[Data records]
:::
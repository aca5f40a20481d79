//! Top-level command dispatch (C6/C9): wires host prep (C8), naming/pidfile
//! (C7), PTY allocation (C2), and the fork topology (`process`) into the
//! eleven CLI commands of §4 and §6, grounded on the model runtime's
//! top-level `commands/` dispatch shape.

use std::path::{Path, PathBuf};
use std::time::Duration;

use nix::unistd::Pid;

use crate::config::{ContainerConfig, RootfsSource};
use crate::error::{DsError, Result};
use crate::hostprep::{self, HostState};
use crate::naming;
use crate::network;
use crate::process::{self, StartInputs};
use crate::signal::escalate_stop;
use crate::tty::allocate_pty;
use crate::workspace::Workspace;

const STOP_GRACE: Duration = Duration::from_secs(2);
const STOP_KILL_GRACE: Duration = Duration::from_secs(6);

pub struct Droidspaces {
    pub workspace: Workspace,
}

impl Droidspaces {
    pub fn new() -> Self {
        let workspace = Workspace::discover();
        Droidspaces { workspace }
    }

    fn rootfs_dir(&self, cfg: &ContainerConfig, name: &str) -> PathBuf {
        match &cfg.rootfs_source {
            RootfsSource::Directory(p) => p.clone(),
            RootfsSource::Image(_) => self.workspace.image_mount_point(name),
        }
    }

    /// §4.6 `start`: C9 → C8 (host pre) → C7 (name, pidfile) → C3 (image
    /// mount, inside C8) → C2 (PTY allocation) → fork #1 → ... → parent
    /// writes the pidfile and optionally enters the proxy loop.
    pub fn start(&self, cfg: ContainerConfig) -> Result<i32> {
        self.workspace.ensure_dirs()?;

        let rootfs_for_naming = match &cfg.rootfs_source {
            RootfsSource::Directory(p) => p.clone(),
            RootfsSource::Image(_) => PathBuf::new(),
        };
        let name = match &cfg.name {
            Some(n) => n.clone(),
            None => naming::auto_name(&rootfs_for_naming, &self.workspace)?,
        };

        if let Some(pid) = naming::read_pidfile(&self.workspace, &name)? {
            if naming::is_valid_container_pid(pid) {
                return Err(DsError::NameConflict(name));
            }
            naming::remove_pidfile(&self.workspace, &name)?;
        }

        let mut host_state = hostprep::setup(&cfg, &self.workspace, &name)?;
        let rootfs = self.rootfs_dir(&cfg, &name);
        if !rootfs.exists() {
            hostprep::teardown(&host_state, false);
            return Err(DsError::RootfsNotFound(rootfs));
        }
        hostprep::append_firmware_path(&mut host_state, &rootfs)?;

        network::host_pre_boot(&rootfs, &cfg.dns_servers, cfg.enable_ipv6)?;

        let uuid = naming::generate_uuid();
        let hostname = cfg.hostname.clone().unwrap_or_else(|| name.clone());

        let console = match allocate_pty() {
            Ok(p) => p,
            Err(e) => {
                hostprep::teardown(&host_state, false);
                return Err(e);
            }
        };
        let mut ttys = Vec::with_capacity(crate::config::TTY_COUNT);
        for _ in 0..crate::config::TTY_COUNT {
            ttys.push(allocate_pty().map_err(|e| {
                hostprep::teardown(&host_state, false);
                e
            })?);
        }

        let outcome = process::start(StartInputs {
            cfg: &cfg,
            name: &name,
            hostname: &hostname,
            rootfs: &rootfs,
            workspace: &self.workspace,
            uuid: &uuid,
            console,
            ttys,
            host_state: host_state.clone(),
        });

        match outcome {
            Ok(out) => {
                host_state.save(&self.workspace.hostprep_sidecar(&name))?;
                if !out.booted {
                    log::warn!("start: {:?} may still be booting", name);
                }
                Ok(0)
            }
            Err(e) => {
                hostprep::teardown(&host_state, false);
                naming::remove_pidfile(&self.workspace, &name)?;
                Err(e)
            }
        }
    }

    /// §4.6 `stop`, steps 1-6.
    pub fn stop(&self, name: &str, skip_unmount: bool) -> Result<i32> {
        let pid = naming::read_pidfile(&self.workspace, name)?.ok_or_else(|| DsError::NotRunning(name.to_string()))?;
        if !naming::is_valid_container_pid(pid) {
            naming::remove_pidfile(&self.workspace, name)?;
            return Err(DsError::NotRunning(name.to_string()));
        }

        escalate_stop(pid, STOP_GRACE, STOP_KILL_GRACE)?;

        let sidecar_path = self.workspace.hostprep_sidecar(name);
        let state = HostState::load(&sidecar_path)?;
        hostprep::teardown(&state, skip_unmount);
        let _ = std::fs::remove_file(&sidecar_path);

        let volatile_dir = self.workspace.volatile_dir(name);
        if volatile_dir.exists() {
            let _ = std::fs::remove_dir_all(&volatile_dir);
        }

        let sidecar = self.workspace.mount_sidecar(name);
        let _ = std::fs::remove_file(&sidecar);
        naming::remove_pidfile(&self.workspace, name)?;

        Ok(0)
    }

    /// `restart`: `stop(skip_unmount=true)` then `start`.
    pub fn restart(&self, cfg: ContainerConfig) -> Result<i32> {
        if let Some(name) = &cfg.name {
            let _ = self.stop(name, true);
        }
        self.start(cfg)
    }

    pub fn enter(&self, name: &str, user: Option<&str>) -> Result<i32> {
        let pid = self.resolve_running(name)?;
        let req = crate::process::enter::EnterRequest { pid, user, cmd: None };
        process::enter::run(&*crate::syscall::create_syscall(), &req)?;
        Ok(0)
    }

    pub fn run_cmd(&self, name: &str, cmd: &[String]) -> Result<i32> {
        let pid = self.resolve_running(name)?;
        let req = crate::process::enter::EnterRequest { pid, user: None, cmd: Some(cmd) };
        process::enter::run(&*crate::syscall::create_syscall(), &req)?;
        Ok(0)
    }

    fn resolve_running(&self, name: &str) -> Result<Pid> {
        let pid = naming::read_pidfile(&self.workspace, name)?.ok_or_else(|| DsError::NotRunning(name.to_string()))?;
        if !naming::is_valid_container_pid(pid) {
            return Err(DsError::NotRunning(name.to_string()));
        }
        Ok(pid)
    }

    /// `info`: auto-selects the sole running container if `name` is absent
    /// and exactly one is running.
    pub fn info(&self, name: Option<&str>) -> Result<String> {
        let resolved = match name {
            Some(n) => n.to_string(),
            None => {
                let running = naming::scan(&self.workspace)?;
                match running.as_slice() {
                    [only] => only.name.clone(),
                    [] => return Err(DsError::NotRunning("<none>".to_string())),
                    _ => {
                        return Err(DsError::InvalidArgs(
                            "multiple containers running; --name required".to_string(),
                        ))
                    }
                }
            }
        };

        let pid = self.resolve_running(&resolved)?;
        let root = PathBuf::from(format!("/proc/{}/root", pid.as_raw()));
        let selinux = crate::fsutil::read_trimmed(root.join("sys/fs/selinux/enforce")).unwrap_or_else(|_| "absent".to_string());
        let ipv6 = crate::fsutil::read_trimmed(root.join("proc/sys/net/ipv6/conf/all/disable_ipv6")).unwrap_or_else(|_| "absent".to_string());
        let os_release = crate::fsutil::read_trimmed(root.join("etc/os-release")).unwrap_or_default();

        Ok(format!(
            "name: {}\npid: {}\nselinux_enforce: {}\nipv6_disabled: {}\nos_release: {}\n",
            resolved, pid.as_raw(), selinux, ipv6, os_release
        ))
    }

    pub fn show(&self) -> Result<String> {
        naming::show(&self.workspace)
    }

    pub fn scan(&self) -> Result<Vec<naming::ContainerListing>> {
        naming::scan(&self.workspace)
    }

    pub fn pid(&self, name: &str) -> Result<Pid> {
        self.resolve_running(name)
    }

    pub fn status(&self, name: &str) -> Result<bool> {
        match naming::read_pidfile(&self.workspace, name)? {
            Some(pid) => Ok(naming::is_valid_container_pid(pid)),
            None => Ok(false),
        }
    }

    /// `check`: verifies the host kernel exposes every feature this runtime
    /// depends on, without starting anything.
    pub fn check(&self) -> Result<Vec<String>> {
        let mut missing = Vec::new();
        if !Path::new("/proc/self/ns/pid").exists() {
            missing.push("pid namespaces".to_string());
        }
        if !Path::new("/proc/self/ns/mnt").exists() {
            missing.push("mount namespaces".to_string());
        }
        if crate::fsutil::fs_magic("/sys/fs/cgroup").is_err() {
            missing.push("cgroup filesystem".to_string());
        }
        Ok(missing)
    }
}

impl Default for Droidspaces {
    fn default() -> Self {
        Self::new()
    }
}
:::
Task:
In the data, how many lines include the string "missing"? Reply with only that number.

Result:
5